# Crowded Airspace



## 3rd Herd (14 Aug 2007)

It is kind of interesting when the air space in and around a desolate region starts getting crowded.

"Quickly and quietly, India is preparing to deploy a squadron of Mi-17 helicopters at the Ayni airbase in Tajikistan, possibly even before the end of this year. India's first real military outpost in a foreign land will give New Delhi a 'strategic' capability in energy-rich Central Asia..............Initially, two squadrons of MiG-29 fighter-bombers were to operate from Ayni, but the proposed Indian force was later downgraded to a single helicopter squadron. The final trilateral agreement does not explicitly provide for use of the base by the Indian Armed Forces..............................India's immediate plan, according to defence ministry sources, is be to deploy Mi-17 helicopters, as well as some Kiran trainer aircraft to train Tajik pilots, by the end of the year. But this is likely to be just a prelude to establishing a larger strategic imprint in a geography that India sees as crucial to its growing energy needs. Eventually, we may well see MiG-29s operating from the airbase."http://www.domain-b.com/aero/20070723_military.htm

"Russian and French military aircraft will be redeployed from the Dushanbe International Airport to a nearby airbase after it is completed, a state-run air carrier said Friday.........The Russian and French military contingents will be redeployed following the reconstruction of the Aini air base to the west of Dushanbe," said Firuz Khamroyev, first deputy general director of Tajik Air.

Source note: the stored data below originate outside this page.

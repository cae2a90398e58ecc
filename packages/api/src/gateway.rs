//! # Authenticated Request Gateway
//!
//! The single chokepoint through which every call to the external clinical API is
//! issued. [`Gateway::call`] resolves the URL against the configured base, merges the
//! default JSON content type, attaches the stored bearer token and applies the
//! uniform 401 policy.
//!
//! ## Header rules
//!
//! | Header | Rule |
//! |--------|------|
//! | `Content-Type` | `application/json` when a body is present, unless the caller set one |
//! | `Authorization` | `Bearer <token>` whenever a session is stored; absent otherwise; overrides a caller value |
//!
//! ## 401 policy
//!
//! An unauthorized answer clears the [`SessionStore`], redirects to the login entry
//! point and fails the call with [`GatewayError::Unauthorized`]. The sign-out latches on
//! the token that was rejected: concurrent calls that carried the same token (or no token
//! at all, once signed out) do not clear or redirect again. A 401 for any other token
//! signs out again, however that token was stored. [`Gateway::begin_session`] also
//! re-arms the latch.
//!
//! Requests built with [`RequestOptions::credential_exchange`] (login, registration)
//! are exempt: a 401 there means "wrong password", not "expired session".
//!
//! Every other status is returned untouched; checking `ok` is the caller's job.

use std::sync::{Arc, Mutex};

use serde::Serialize;
use store::{KeyValueStore, Session, SessionStore};

use crate::error::GatewayError;
use crate::redirect::LoginRedirect;
use crate::transport::{ApiRequest, ApiResponse, Method, Transport};

/// Per-call options for [`Gateway::call`].
#[derive(Clone, Debug, PartialEq)]
pub struct RequestOptions {
    pub method: Method,
    pub headers: Vec<(String, String)>,
    pub body: Option<String>,
    /// Whether a 401 signs the user out. Off for credential exchanges.
    pub sign_out_on_unauthorized: bool,
}

impl Default for RequestOptions {
    fn default() -> Self {
        Self::get()
    }
}

impl RequestOptions {
    pub fn get() -> Self {
        Self {
            method: Method::Get,
            headers: Vec::new(),
            body: None,
            sign_out_on_unauthorized: true,
        }
    }

    pub fn post() -> Self {
        Self {
            method: Method::Post,
            ..Self::get()
        }
    }

    /// POST with a JSON-serialized body.
    pub fn post_json<B: Serialize>(body: &B) -> Result<Self, serde_json::Error> {
        Ok(Self::post().with_body(serde_json::to_string(body)?))
    }

    pub fn with_body(mut self, body: impl Into<String>) -> Self {
        self.body = Some(body.into());
        self
    }

    pub fn with_header(mut self, name: &str, value: &str) -> Self {
        self.headers.push((name.to_string(), value.to_string()));
        self
    }

    /// Mark the request as a credential exchange (login/registration).
    pub fn credential_exchange(mut self) -> Self {
        self.sign_out_on_unauthorized = false;
        self
    }
}

/// The Authenticated Request Gateway.
#[derive(Clone, Debug)]
pub struct Gateway<T, S, R>
where
    T: Transport,
    S: KeyValueStore,
    R: LoginRedirect,
{
    base_url: String,
    transport: T,
    sessions: SessionStore<S>,
    redirect: R,
    /// Token of the last sign-out; `None` while armed.
    signed_out: Arc<Mutex<Option<Option<String>>>>,
}

impl<T, S, R> Gateway<T, S, R>
where
    T: Transport,
    S: KeyValueStore,
    R: LoginRedirect,
{
    pub fn new(base_url: &str, transport: T, sessions: SessionStore<S>, redirect: R) -> Self {
        Self {
            base_url: base_url.trim_end_matches('/').to_string(),
            transport,
            sessions,
            redirect,
            signed_out: Arc::new(Mutex::new(None)),
        }
    }

    pub fn base_url(&self) -> &str {
        &self.base_url
    }

    pub fn sessions(&self) -> &SessionStore<S> {
        &self.sessions
    }

    pub fn transport(&self) -> &T {
        &self.transport
    }

    pub fn redirect(&self) -> &R {
        &self.redirect
    }

    /// Persist a freshly issued session and re-arm the 401 handler.
    pub async fn begin_session(&self, session: &Session) {
        self.sessions.save(session).await;
        *self.latch() = None;
    }

    /// Explicit logout: clear the stored session.
    pub async fn end_session(&self) {
        self.sessions.clear().await;
    }

    /// Issue a request to `base_url + path`.
    pub async fn call(
        &self,
        path: &str,
        options: RequestOptions,
    ) -> Result<ApiResponse, GatewayError> {
        let token = self.sessions.token().await;
        let request = self.build_request(path, options.clone(), token.as_deref());

        tracing::debug!(
            "{} {} (authenticated: {})",
            request.method.as_str(),
            path,
            token.is_some()
        );

        let response = match self.transport.send(request).await {
            Ok(response) => response,
            Err(e) => {
                tracing::error!("{} {} failed: {}", options.method.as_str(), path, e);
                return Err(GatewayError::Network(e.0));
            }
        };

        if response.status == 401 && options.sign_out_on_unauthorized {
            self.sign_out(path, token).await;
            return Err(GatewayError::Unauthorized);
        }

        Ok(response)
    }

    fn build_request(&self, path: &str, options: RequestOptions, token: Option<&str>) -> ApiRequest {
        let mut headers: Vec<(String, String)> = options
            .headers
            .into_iter()
            .filter(|(name, _)| !name.eq_ignore_ascii_case("authorization"))
            .collect();

        let has_content_type = headers
            .iter()
            .any(|(name, _)| name.eq_ignore_ascii_case("content-type"));
        if options.body.is_some() && !has_content_type {
            headers.insert(
                0,
                ("Content-Type".to_string(), "application/json".to_string()),
            );
        }

        if let Some(token) = token {
            headers.push(("Authorization".to_string(), format!("Bearer {token}")));
        }

        ApiRequest {
            method: options.method,
            url: format!("{}{}", self.base_url, path),
            headers,
            body: options.body,
        }
    }

    fn latch(&self) -> std::sync::MutexGuard<'_, Option<Option<String>>> {
        self.signed_out
            .lock()
            .unwrap_or_else(|poisoned| poisoned.into_inner())
    }

    /// Claim the sign-out for `token`. `false` when it was already handled.
    fn claim_sign_out(&self, token: &Option<String>) -> bool {
        let mut latch = self.latch();
        let handled = match (latch.as_ref(), token) {
            (None, _) => false,
            (Some(_), None) => true,
            (Some(last), Some(_)) => last == token,
        };
        if !handled {
            *latch = Some(token.clone());
        }
        !handled
    }

    async fn sign_out(&self, path: &str, token: Option<String>) {
        if !self.claim_sign_out(&token) {
            tracing::debug!("401 on {} after sign-out; already redirected", path);
            if token.is_some() && self.sessions.token().await == token {
                self.sessions.clear().await;
            }
            return;
        }
        tracing::warn!("401 on {}; clearing session", path);
        self.sessions.clear().await;
        self.redirect.to_login();
    }
}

At present, Russian and French combat aircraft occupy the major part of the runway and taxiway strip at the international airport, which hampers its work, the official said.

The Aini military airfield, 20 kilometers (12 miles) west of the country's capital, will eventually host four Russian Su-27 Flanker fighters and two Mi-8 Hip transport helicopters, and a French contingent of three Rafale fighters, three Mirage military jets, and two C-130 Hercules transport aircraft."http://en.rian.ru/world/20070720/69363646.html


----------